When Satoshi Tajiri first pitched the idea of Pokémon to Nintendo, they could not quite grasp the concept, but were impressed enough with Tajiri's game design reputation that they decided to explore it. Shigeru Miyamoto began to mentor Tajiri, guiding him during the creation process.

Pocket Monsters Red and Green Versions took several years to produce, and nearly bankrupted Game Freak in the process.[5] Investment from Creatures Inc. allowed Game Freak to complete the games, and in return, Creatures received one-third of the rights to the Pokémon franchise.[7] By the time the games were released in Japan, several TV shows and magazines were uninterested, as they thought the Game Boy was becoming obsolete. Unbeknown to Nintendo at the time, Tajiri secretly programmed a 151st Pokémon named Mew into the games. Rumors of the elusive Pokémon drove further sales, and the games eventually became a hit. In 1997, following the success of Pocket Monsters Red and Green Versions, an anime was produced, and it also became a success in Japan.[5]

However, in December 1997, the 38th episode of the Pokémon anime, "Dennō Senshi Porygon," featured a scene in which Pikachu uses his signature Thunderbolt attack to destroy missiles.

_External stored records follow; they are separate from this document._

//! Compiled-in sysfs locations for the physical LED devices.

/// LED class directory of the LCD backlight.
pub const BACKLIGHT_LED: &str = "/sys/class/leds/lcd-backlight/";

/// LED class directory of the shared notification indicator LED.
pub const INDICATOR_LED: &str = "/sys/class/leds/red/";

// Attribute file names within an LED class directory.
pub const BRIGHTNESS: &str = "brightness";
pub const MAX_BRIGHTNESS: &str = "max_brightness";
pub const BREATH: &str = "breath";
pub const DELAY_ON: &str = "delay_on";
pub const DELAY_OFF: &str = "delay_off";
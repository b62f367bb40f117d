//! `channels` subcommand — list supported channels in priority order.

use super::{ChannelsOutput, LightMux, Result};

pub(super) fn cmd_channels(json: bool) -> Result<()> {
    let mux = LightMux::new();
    let channels = mux.channels();

    if json {
        let output = ChannelsOutput {
            count: channels.len(),
            channels,
        };
        println!("{}", serde_json::to_string_pretty(&output).unwrap());
        return Ok(());
    }

    println!("Supported channels (highest priority first):");
    println!();
    for (i, channel) in channels.iter().enumerate() {
        println!("  [{}] {channel}", i + 1);
    }

    Ok(())
}
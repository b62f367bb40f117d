//! ARGB color handling — luma extraction, hardware scaling, CLI parsing.
//!
//! Colors are 32-bit ARGB with alpha in the top byte (`0xAARRGGBB`).

use crate::channel::LightState;

/// Perceived brightness of an ARGB color, in [0, 255].
///
/// Alpha other than 0xFF premultiplies the RGB components (integer
/// truncating division), then the weighted sum approximates BT.601 luma.
pub fn luma(color: u32) -> u32 {
    let alpha = (color >> 24) & 0xFF;
    let mut red = (color >> 16) & 0xFF;
    let mut green = (color >> 8) & 0xFF;
    let mut blue = color & 0xFF;

    if alpha != 0xFF {
        red = red * alpha / 0xFF;
        green = green * alpha / 0xFF;
        blue = blue * alpha / 0xFF;
    }

    (77 * red + 150 * green + 29 * blue) >> 8
}

/// Scale a [0, 255] luma to the hardware's brightness range.
pub fn scale_brightness(luma: u32, max_brightness: u32) -> u32 {
    luma * max_brightness / 255
}

/// Scaled hardware brightness for a state, given the device maximum.
pub fn scaled_brightness(state: &LightState, max_brightness: u32) -> u32 {
    scale_brightness(luma(state.color), max_brightness)
}

/// Parse a color string into ARGB (`0xAARRGGBB`).
///
/// Accepts:
/// - Hex: `"#RRGGBB"` (opaque) or `"#AARRGGBB"`, with or without the `#`
/// - Named: `"red"`, `"green"`, `"blue"`, `"white"`, `"orange"`,
///   `"yellow"`, `"purple"`, `"cyan"`, `"off"`/`"black"` (all opaque)
pub fn parse_color(s: &str) -> crate::error::Result<u32> {
    let s = s.trim();

    // Named colors
    match s.to_lowercase().as_str() {
        "red" => return Ok(0xFFFF_0000),
        "green" => return Ok(0xFF00_FF00),
        "blue" => return Ok(0xFF00_00FF),
        "white" => return Ok(0xFFFF_FFFF),
        "orange" => return Ok(0xFFFF_8000),
        "yellow" => return Ok(0xFFFF_FF00),
        "purple" => return Ok(0xFF80_00FF),
        "cyan" => return Ok(0xFF00_FFFF),
        "off" | "black" => return Ok(0xFF00_0000),
        _ => {}
    }

    // Hex color
    let hex = s.strip_prefix('#').unwrap_or(s);
    let val = u32::from_str_radix(hex, 16)
        .map_err(|_| crate::LedmuxError::Color(format!("Invalid hex color: {s}")))?;
    match hex.len() {
        6 => Ok(0xFF00_0000 | val), // RRGGBB, opaque alpha
        8 => Ok(val),               // AARRGGBB as given
        _ => Err(crate::LedmuxError::Color(format!(
            "Invalid color: {s} (use #RRGGBB, #AARRGGBB or a color name)"
        ))),
    }
}

/// Format an ARGB value as `#AARRGGBB`.
pub fn format_color(val: u32) -> String {
    format!("#{val:08X}")
}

This was followed by bright red and blue strobe lights flashing rapidly for a couple of seconds; this resulted in several children watching the show to gain seizures, followed by 685 of them being hospitalized.[8] This incident became known as the "Pokémon Shock," and it resulted in the show being put on hiatus for several months.[5]

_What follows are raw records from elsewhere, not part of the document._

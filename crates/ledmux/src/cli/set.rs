//! `set` / `off` subcommands — submit a channel state.

use ledmux_lib::channel::FlashMode;
use ledmux_lib::color;

use super::{Channel, LightMux, LightState, Result};

pub(super) fn cmd_set(
    channel: Channel,
    color: &str,
    flash_on: Option<u32>,
    flash_off: Option<u32>,
) -> Result<()> {
    let argb = color::parse_color(color)?;
    let state = match (flash_on, flash_off) {
        (Some(on_ms), Some(off_ms)) => LightState::timed(argb, on_ms, off_ms),
        _ => LightState::solid(argb),
    };

    LightMux::new().set_channel(channel, state)?;

    match state.flash {
        FlashMode::None => println!("{channel} -> {}", color::format_color(argb)),
        FlashMode::Timed => println!(
            "{channel} -> {} (blink {}ms on / {}ms off)",
            color::format_color(argb),
            state.flash_on_ms,
            state.flash_off_ms
        ),
    }
    Ok(())
}

pub(super) fn cmd_off(channel: Channel) -> Result<()> {
    LightMux::new().set_channel(channel, LightState::off())?;
    println!("{channel} -> off");
    Ok(())
}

Around the same time as the Pokémon Shock incident, Game Freak was trying to negotiate with Nintendo of America to introduce Pokémon to the United States. Because news of the Pokémon Shock was the first time that Americans had of Pokémon at the time, it felt like a bad omen to Game Freak. Nintendo of America was concerned of the game's role-playing genre, as such games did not have the same popularity in America as in Japan. Nevertheless, Nintendo of America was excited at their aim to replicate the success of Pokémon in the United States and localize it for western audiences.[9] Following the release of Pokémon Red and Blue Versions in 1998 and plentiful merchandise, Pokémon became a success in America and other countries, turning it into a worldwide sensation.

External links[edit]

References[edit]

  1. ^ "Pokémon in Figures". The Pokémon Company (www.pokemon.co.jp).
  2. ^ "Pokémon Go spurred an amazing era that continues with Sword and Shield". The Verge. Published February 28, 2019.
  3. ^ "Why the Pokémon Anime is the Most Successful Adaptation of a Videogame Ever". USgamer. Published November 17, 2016.
  4. ^ "The Ultimate Game Freak". TIME (Wayback Machine). Published November 22, 1999.
  5. ^ a b c d "Beware of the Pokemania", page 3. TIME (Wayback Machine). Published November 14, 1999.
  6. ^ "Pokémon interview" (in Japanese). Nintendo of Japan (Wayback Machine).
  7. ^ "Monster mash". Forbes. Published July 26, 1999.
  8. ^ "The Pokémon Panic of 1997". Skeptical Enquirer Volume 25, No. 3, pages 26–31.
  9. ^ "Beware of the Pokemania", page 4. TIME (Wayback Machine). Published November 14, 1999.